As Iraq spirals, the Kurds take advantage

ERBIL, Iraq — As sectarian violence in Iraq reaches new heights and threatens to return the country to civil war, the semi-autonomous Kurdish north could be set to capitalize on the instability.

An estimated 6,818 people were killed in Iraq's violence last year, according to Agence-France Presse, making 2013 the deadliest year since 2008.

Rarely a day passes in Iraq without an attack adding to the body count.

“Maybe it will go to civil war,” said Jafaar Mustafa Ali, the minister of Iraqi Kurdistan’s armed forces, the Peshmerga. “Day after day, the violence can make it bigger.”

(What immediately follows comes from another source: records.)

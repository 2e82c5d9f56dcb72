// src/pipeline/scrape.rs

//! Batch scraping over a list of sites.

use std::collections::BTreeMap;
use std::sync::Arc;

use chrono::Utc;
use futures::stream::{self, StreamExt};
use serde::Serialize;

use crate::error::Result;
use crate::models::{Config, OriginStrategy, ScrapeStatus};
use crate::pipeline::orchestrator::{ScraperOrchestrator, SiteReport};
use crate::storage::{ArticleStore, ScrapeLogSink};
use crate::utils::http::{Fetcher, HttpFetcher};

/// One line of the batch summary.
#[derive(Debug, Clone, Serialize)]
pub struct SiteSummary {
    pub url: String,
    pub site_id: String,
    pub status: ScrapeStatus,
    pub strategy_used: Option<OriginStrategy>,
    pub article_count: usize,
    pub message: String,
}

impl From<&SiteReport> for SiteSummary {
    fn from(report: &SiteReport) -> Self {
        Self {
            url: report.url.clone(),
            site_id: report.site_id.clone(),
            status: report.status,
            strategy_used: report.strategy_used,
            article_count: report.article_count,
            message: report.message.clone(),
        }
    }
}

/// Totals for a batch run.
#[derive(Debug, Clone, Default, Serialize)]
pub struct RunSummary {
    pub total_sites: usize,
    pub succeeded: usize,
    pub partial: usize,
    pub failed: usize,
    /// Newly saved articles across all sites
    pub total_articles: usize,
    /// Sites won by each strategy
    pub by_strategy: BTreeMap<String, usize>,
    pub sites: Vec<SiteSummary>,
}

impl RunSummary {
    fn add(&mut self, report: &SiteReport) {
        self.total_sites += 1;
        self.total_articles += report.article_count;
        match report.status {
            ScrapeStatus::Success => self.succeeded += 1,
            ScrapeStatus::Partial => self.partial += 1,
            ScrapeStatus::Error => self.failed += 1,
        }
        if let Some(origin) = report.strategy_used {
            *self.by_strategy.entry(origin.to_string()).or_default() += 1;
        }
        self.sites.push(SiteSummary::from(report));
    }

    /// Write the summary to the log.
    pub fn log(&self) {
        log::info!(
            "Scraped {} sites: {} succeeded, {} partial, {} failed, {} new articles",
            self.total_sites,
            self.succeeded,
            self.partial,
            self.failed,
            self.total_articles
        );
        for (strategy, count) in &self.by_strategy {
            log::info!("  {strategy}: {count} sites");
        }
        for site in self.sites.iter().filter(|s| s.status == ScrapeStatus::Error) {
            log::warn!("  {} failed: {}", site.url, site.message);
        }
    }
}

/// Scrape every site with reqwest-backed fetchers, one per site.
pub async fn run_scrape(
    config: &Config,
    sites: &[String],
    days: u32,
    store: Arc<dyn ArticleStore>,
    log_sink: Arc<dyn ScrapeLogSink>,
) -> Result<RunSummary> {
    // Surface client configuration errors before touching any site.
    HttpFetcher::new(&config.crawler)?;
    run_scrape_with(config, sites, days, store, log_sink, || {
        HttpFetcher::new(&config.crawler).map(|f| Arc::new(f) as Arc<dyn Fetcher>)
    })
    .await
}

/// Scrape every site, building a fresh fetcher for each one.
///
/// Up to `crawler.max_concurrent_sites` sites run at once; requests to a
/// single site are always sequential.
pub async fn run_scrape_with<F>(
    config: &Config,
    sites: &[String],
    days: u32,
    store: Arc<dyn ArticleStore>,
    log_sink: Arc<dyn ScrapeLogSink>,
    make_fetcher: F,
) -> Result<RunSummary>
where
    F: Fn() -> Result<Arc<dyn Fetcher>>,
{
    let start = Utc::now();
    let concurrency = config.crawler.max_concurrent_sites.max(1);
    log::info!(
        "Scraping {} sites (last {} days, {} at a time)",
        sites.len(),
        days,
        concurrency
    );

    let mut jobs = Vec::with_capacity(sites.len());
    for url in sites {
        let orchestrator = ScraperOrchestrator::new(
            make_fetcher()?,
            config,
            Arc::clone(&store),
            Arc::clone(&log_sink),
        );
        jobs.push((url, orchestrator));
    }

    let mut reports = stream::iter(jobs)
        .map(|(url, orchestrator)| async move { orchestrator.scrape_site(url, days).await })
        .buffer_unordered(concurrency);

    let mut summary = RunSummary::default();
    while let Some(report) = reports.next().await {
        summary.add(&report);
    }

    log::info!(
        "Batch finished in {}s",
        (Utc::now() - start).num_seconds()
    );
    Ok(summary)
}

#[cfg(test)]
mod tests {
    use super::*;

    fn report(status: ScrapeStatus, strategy: Option<OriginStrategy>, count: usize) -> SiteReport {
        SiteReport {
            url: "https://x.test".to_string(),
            site_id: "x.test".to_string(),
            article_count: count,
            strategy_used: strategy,
            site_type: strategy.map(Into::into).unwrap_or_default(),
            status,
            message: String::new(),
            articles: Vec::new(),
        }
    }

    #[test]
    fn test_summary_totals() {
        let mut summary = RunSummary::default();
        summary.add(&report(ScrapeStatus::Success, Some(OriginStrategy::Feed), 4));
        summary.add(&report(ScrapeStatus::Success, Some(OriginStrategy::Feed), 2));
        summary.add(&report(ScrapeStatus::Partial, Some(OriginStrategy::StructuredApi), 0));
        summary.add(&report(ScrapeStatus::Error, None, 0));

        assert_eq!(summary.total_sites, 4);
        assert_eq!(summary.succeeded, 2);
        assert_eq!(summary.partial, 1);
        assert_eq!(summary.failed, 1);
        assert_eq!(summary.total_articles, 6);
        assert_eq!(summary.by_strategy.get("feed"), Some(&2));
        assert_eq!(summary.by_strategy.get("structured_api"), Some(&1));
        assert_eq!(summary.sites.len(), 4);
    }
}
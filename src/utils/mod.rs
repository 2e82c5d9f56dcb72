//! Utility functions and helpers.

pub mod date;
pub mod http;
pub mod text;

use url::Url;

/// Resolve a potentially relative URL against a base URL.
///
/// Fragments are dropped so `page#comments` and `page` collapse to one URL.
/// Returns `None` for hrefs that do not produce an http(s) URL.
pub fn resolve_url(base: &Url, href: &str) -> Option<String> {
    let href = href.trim();
    if href.is_empty() || href.starts_with('#') {
        return None;
    }
    let mut joined = base.join(href).ok()?;
    if !matches!(joined.scheme(), "http" | "https") {
        return None;
    }
    joined.set_fragment(None);
    Some(joined.to_string())
}

/// Resolve a URL string against a base URL string.
pub fn resolve(base_url: &str, href: &str) -> Option<String> {
    let base = Url::parse(base_url).ok()?;
    resolve_url(&base, href)
}

/// Compare two hosts, ignoring a leading `www.`.
pub fn same_host(a: &str, b: &str) -> bool {
    let strip = |h: &str| h.strip_prefix("www.").unwrap_or(h).to_string();
    strip(&a.to_lowercase()) == strip(&b.to_lowercase())
}

/// Display name for a site id: first host label, capitalized.
pub fn site_name(site_id: &str) -> String {
    let label = site_id.split('.').next().unwrap_or(site_id);
    let mut chars = label.chars();
    match chars.next() {
        Some(first) => first.to_uppercase().chain(chars).collect(),
        None => String::new(),
    }
}
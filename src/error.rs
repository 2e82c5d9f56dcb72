// src/error.rs

//! Unified error handling for the scraper.

use std::fmt;

use thiserror::Error;

/// Result type alias for scraper operations.
pub type Result<T> = std::result::Result<T, AppError>;

/// Unified application error type.
#[derive(Error, Debug)]
pub enum AppError {
    /// Request did not complete within the configured timeout
    #[error("Timeout fetching {url}")]
    Timeout { url: String },

    /// Connection could not be established or was dropped
    #[error("Connection failed for {url}: {message}")]
    Connection { url: String, message: String },

    /// Server answered with a non-2xx status
    #[error("HTTP {status} for {url}")]
    HttpStatus { url: String, status: u16 },

    /// Malformed page, feed, or JSON payload
    #[error("Parse error in {context}: {message}")]
    Parse { context: String, message: String },

    /// Extracted fields fell below the quality threshold
    #[error("Insufficient content at {url}: {reason}")]
    InsufficientContent { url: String, reason: String },

    /// Nothing worth trying was discovered
    #[error("No candidates found: {0}")]
    NoCandidates(String),

    /// I/O operation failed
    #[error("I/O error: {0}")]
    Io(#[from] std::io::Error),

    /// JSON serialization/deserialization failed
    #[error("JSON error: {0}")]
    Json(#[from] serde_json::Error),

    /// TOML parsing failed
    #[error("TOML parse error: {0}")]
    Toml(#[from] toml::de::Error),

    /// URL parsing failed
    #[error("URL parse error: {0}")]
    Url(#[from] url::ParseError),

    /// CSS selector parsing failed
    #[error("Invalid selector '{selector}': {message}")]
    Selector { selector: String, message: String },

    /// Configuration error
    #[error("Configuration error: {0}")]
    Config(String),

    /// Data validation error
    #[error("Validation error: {0}")]
    Validation(String),
}

/// Coarse failure classes used to decide between skipping an item,
/// falling back to the next strategy, or reporting a run-level error.
#[derive(Debug, Clone, Copy, PartialEq, Eq)]
pub enum FailureKind {
    Network,
    Http,
    Blocked,
    Parse,
    InsufficientContent,
    NoCandidates,
    Internal,
}

impl AppError {
    /// Create a connection error.
    pub fn connection(url: impl Into<String>, message: impl fmt::Display) -> Self {
        Self::Connection {
            url: url.into(),
            message: message.to_string(),
        }
    }

    /// Create an HTTP status error.
    pub fn http_status(url: impl Into<String>, status: u16) -> Self {
        Self::HttpStatus {
            url: url.into(),
            status,
        }
    }

    /// Create a parse error with context.
    pub fn parse(context: impl Into<String>, message: impl fmt::Display) -> Self {
        Self::Parse {
            context: context.into(),
            message: message.to_string(),
        }
    }

    /// Create an insufficient-content error.
    pub fn insufficient(url: impl Into<String>, reason: impl Into<String>) -> Self {
        Self::InsufficientContent {
            url: url.into(),
            reason: reason.into(),
        }
    }

    /// Create a selector parsing error.
    pub fn selector(selector: impl Into<String>, message: impl fmt::Display) -> Self {
        Self::Selector {
            selector: selector.into(),
            message: message.to_string(),
        }
    }

    /// Create a configuration error.
    pub fn config(message: impl Into<String>) -> Self {
        Self::Config(message.into())
    }

    /// Create a validation error.
    pub fn validation(message: impl Into<String>) -> Self {
        Self::Validation(message.into())
    }

    /// HTTP status carried by this error, if any.
    pub fn status(&self) -> Option<u16> {
        match self {
            Self::HttpStatus { status, .. } => Some(*status),
            _ => None,
        }
    }

    /// True for 401/403 answers: the resource exists but is protected.
    pub fn is_blocked(&self) -> bool {
        matches!(self.status(), Some(401 | 403))
    }

    /// Classify this error.
    pub fn kind(&self) -> FailureKind {
        match self {
            Self::Timeout { .. } | Self::Connection { .. } => FailureKind::Network,
            Self::HttpStatus { .. } if self.is_blocked() => FailureKind::Blocked,
            Self::HttpStatus { .. } => FailureKind::Http,
            Self::Parse { .. } | Self::Json(_) | Self::Url(_) => FailureKind::Parse,
            Self::InsufficientContent { .. } => FailureKind::InsufficientContent,
            Self::NoCandidates(_) => FailureKind::NoCandidates,
            _ => FailureKind::Internal,
        }
    }
}
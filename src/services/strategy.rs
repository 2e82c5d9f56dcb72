// src/services/strategy.rs

//! The contract shared by the three scraping strategies.

use std::time::{Duration, Instant};

use async_trait::async_trait;
use chrono::{DateTime, Utc};

use crate::error::Result;
use crate::models::{Article, DateWindow, OriginStrategy, Site};
use crate::utils::text::excerpt;

/// Per-run parameters handed to every strategy.
#[derive(Debug, Clone, Copy)]
pub struct ScrapeContext {
    pub window: DateWindow,
    pub max_articles: usize,
    /// Strategies stop issuing new requests once this passes
    pub deadline: Option<Instant>,
}

impl ScrapeContext {
    pub fn new(window: DateWindow, max_articles: usize) -> Self {
        Self {
            window,
            max_articles,
            deadline: None,
        }
    }

    pub fn with_timeout(mut self, timeout: Option<Duration>) -> Self {
        self.deadline = timeout.map(|t| Instant::now() + t);
        self
    }

    pub fn deadline_reached(&self) -> bool {
        self.deadline.is_some_and(|d| Instant::now() >= d)
    }
}

/// What a strategy produced for one site.
#[derive(Debug, Default)]
pub struct StrategyResult {
    /// Validated, in-window articles in discovery order
    pub articles: Vec<Article>,
    /// Items dropped for malformed data or insufficient content
    pub skipped: usize,
    /// Items dropped for falling outside the date window
    pub out_of_window: usize,
    /// The run deadline passed before the strategy finished
    pub interrupted: bool,
    /// Why the strategy did not apply, when it yielded nothing by choice
    pub note: Option<String>,
}

impl StrategyResult {
    /// Empty result for a strategy that does not apply to the site.
    pub fn not_applicable(note: impl Into<String>) -> Self {
        Self {
            note: Some(note.into()),
            ..Self::default()
        }
    }

    /// True once `max` articles have been collected.
    pub fn is_full(&self, max: usize) -> bool {
        self.articles.len() >= max
    }
}

/// A way of collecting recent articles from a site.
///
/// `attempt` returns `Ok` with an empty result when the strategy does not
/// apply (protected API, no feed) and `Err` when the site could not be
/// reached at all. Either outcome makes the orchestrator move on.
#[async_trait]
pub trait Strategy: Send + Sync {
    fn origin(&self) -> OriginStrategy;

    async fn attempt(&self, site: &Site, ctx: &ScrapeContext) -> Result<StrategyResult>;
}

/// Raw fields a strategy has gathered for one article.
#[derive(Debug, Clone, Default)]
pub(crate) struct ArticleDraft {
    pub url: String,
    pub title: String,
    pub body: String,
    pub summary: String,
    pub author: Option<String>,
    pub published_at: Option<DateTime<Utc>>,
    pub image_url: Option<String>,
    pub categories: Vec<String>,
    pub tags: Vec<String>,
}

impl ArticleDraft {
    /// Normalize into an [`Article`]. Undated drafts are dated to the fetch
    /// time; the excerpt comes from the summary or else the body.
    pub fn into_article(
        self,
        site: &Site,
        origin: OriginStrategy,
        excerpt_chars: usize,
        min_body_chars: usize,
    ) -> Result<Article> {
        let fetched_at = Utc::now();
        let source = if self.summary.trim().is_empty() {
            &self.body
        } else {
            &self.summary
        };
        let article = Article {
            source_site_id: site.id.clone(),
            excerpt: excerpt(source, excerpt_chars),
            title: self.title.trim().to_string(),
            body: self.body,
            canonical_url: self.url,
            author: self.author.filter(|a| !a.trim().is_empty()),
            published_at: Some(self.published_at.unwrap_or(fetched_at)),
            image_url: self.image_url,
            categories: self.categories,
            tags: self.tags,
            origin_strategy: origin,
            fetched_at,
        };
        article.validate(min_body_chars)?;
        Ok(article)
    }
}

/// Sleep between consecutive requests to the same site.
pub(crate) async fn pause(delay: Duration) {
    if !delay.is_zero() {
        tokio::time::sleep(delay).await;
    }
}

#[cfg(test)]
mod tests {
    use super::*;

    fn site() -> Site {
        Site::from_url("https://x.test").unwrap()
    }

    #[test]
    fn test_deadline() {
        let window = DateWindow::last_days(30);
        assert!(!ScrapeContext::new(window, 10).deadline_reached());
        let expired = ScrapeContext::new(window, 10).with_timeout(Some(Duration::ZERO));
        assert!(expired.deadline_reached());
    }

    #[test]
    fn test_draft_dates_undated_article_to_fetch_time() {
        let draft = ArticleDraft {
            url: "https://x.test/story".into(),
            title: "  A long enough headline ".into(),
            body: "b".repeat(120),
            ..ArticleDraft::default()
        };
        let before = Utc::now();
        let article = draft
            .into_article(&site(), OriginStrategy::HeuristicHtml, 50, 100)
            .unwrap();
        assert_eq!(article.title, "A long enough headline");
        assert_eq!(article.source_site_id, "x.test");
        assert!(article.published_at.unwrap() >= before);
        assert_eq!(article.published_at, Some(article.fetched_at));
        assert!(article.excerpt.chars().count() <= 53);
    }

    #[test]
    fn test_draft_rejects_short_body() {
        let draft = ArticleDraft {
            url: "https://x.test/story".into(),
            title: "A long enough headline".into(),
            body: "short".into(),
            ..ArticleDraft::default()
        };
        assert!(
            draft
                .into_article(&site(), OriginStrategy::Feed, 50, 100)
                .is_err()
        );
    }
}
//! Normalized article record produced by every strategy.

use std::fmt;

use chrono::{DateTime, Utc};
use serde::{Deserialize, Serialize};

use crate::error::{AppError, Result};

/// Strategy that produced an article.
#[derive(Debug, Clone, Copy, PartialEq, Eq, Hash, Serialize, Deserialize)]
#[serde(rename_all = "snake_case")]
pub enum OriginStrategy {
    StructuredApi,
    Feed,
    HeuristicHtml,
}

impl OriginStrategy {
    /// Priority order in which the orchestrator tries strategies.
    pub const PRIORITY: [OriginStrategy; 3] = [Self::StructuredApi, Self::Feed, Self::HeuristicHtml];

    pub fn as_str(&self) -> &'static str {
        match self {
            Self::StructuredApi => "structured_api",
            Self::Feed => "feed",
            Self::HeuristicHtml => "heuristic_html",
        }
    }
}

impl fmt::Display for OriginStrategy {
    fn fmt(&self, f: &mut fmt::Formatter<'_>) -> fmt::Result {
        f.write_str(self.as_str())
    }
}

/// A normalized article.
///
/// `canonical_url` is the sole external identity: two articles with the
/// same URL are the same article.
#[derive(Debug, Clone, Serialize, Deserialize, PartialEq)]
pub struct Article {
    /// Identifier of the site the article was collected from
    pub source_site_id: String,

    /// Article headline
    pub title: String,

    /// Plain-text body
    pub body: String,

    /// Short summary (feed/API excerpt or leading body text)
    #[serde(default)]
    pub excerpt: String,

    /// Absolute article URL
    pub canonical_url: String,

    #[serde(default, skip_serializing_if = "Option::is_none")]
    pub author: Option<String>,

    #[serde(default, skip_serializing_if = "Option::is_none")]
    pub published_at: Option<DateTime<Utc>>,

    #[serde(default, skip_serializing_if = "Option::is_none")]
    pub image_url: Option<String>,

    #[serde(default)]
    pub categories: Vec<String>,

    #[serde(default)]
    pub tags: Vec<String>,

    pub origin_strategy: OriginStrategy,

    pub fetched_at: DateTime<Utc>,
}

impl Article {
    /// Check the acceptance rules: non-empty title, non-empty URL and a
    /// body of at least `min_body_chars` characters.
    pub fn validate(&self, min_body_chars: usize) -> Result<()> {
        if self.canonical_url.trim().is_empty() {
            return Err(AppError::insufficient("<missing>", "article URL is empty"));
        }
        if self.title.trim().is_empty() {
            return Err(AppError::insufficient(&self.canonical_url, "title is empty"));
        }
        let body_len = self.body.chars().count();
        if body_len < min_body_chars {
            return Err(AppError::insufficient(
                &self.canonical_url,
                format!("body has {body_len} chars, need {min_body_chars}"),
            ));
        }
        Ok(())
    }
}

/// Where an extracted publish date came from, in cascade order.
#[derive(Debug, Clone, Copy, PartialEq, Eq, Serialize, Deserialize)]
#[serde(rename_all = "snake_case")]
pub enum DateSource {
    /// `article:published_time`, `og:published_time`, `itemprop=datePublished`, ...
    Metadata,
    /// `<time datetime="...">`
    TimeElement,
    /// Text inside a date-classed container
    VisibleText,
    /// `/YYYY/MM[/DD]/` in the URL path
    UrlPath,
}

/// Fields extracted from a single HTML page.
#[derive(Debug, Clone, PartialEq)]
pub struct ArticleFields {
    pub title: String,
    pub body: String,
    pub published_at: Option<DateTime<Utc>>,
    pub date_source: Option<DateSource>,
    pub author: Option<String>,
    pub image_url: Option<String>,
}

After a long history of subjugation at the hands of others, many of the Middle East’s 30 million or so Kurds spread across Iraq, Iran, Turkey and Syria dream of an independent state. In Iraq, where the Kurds have established the greatest level of freedom so far, the Kurdistan Regional Government is taking steps to lessen dependence on Iraq's central government. While pushing for greater autonomy, this does not necessarily mean agitating for independence, at least not now.

If the situation in the rest of Iraq decays further, the weakening of the central government could help the country’s Kurds gain the edge in longstanding territorial disputes and curtail Baghdad’s ability to counter pushes for greater autonomy.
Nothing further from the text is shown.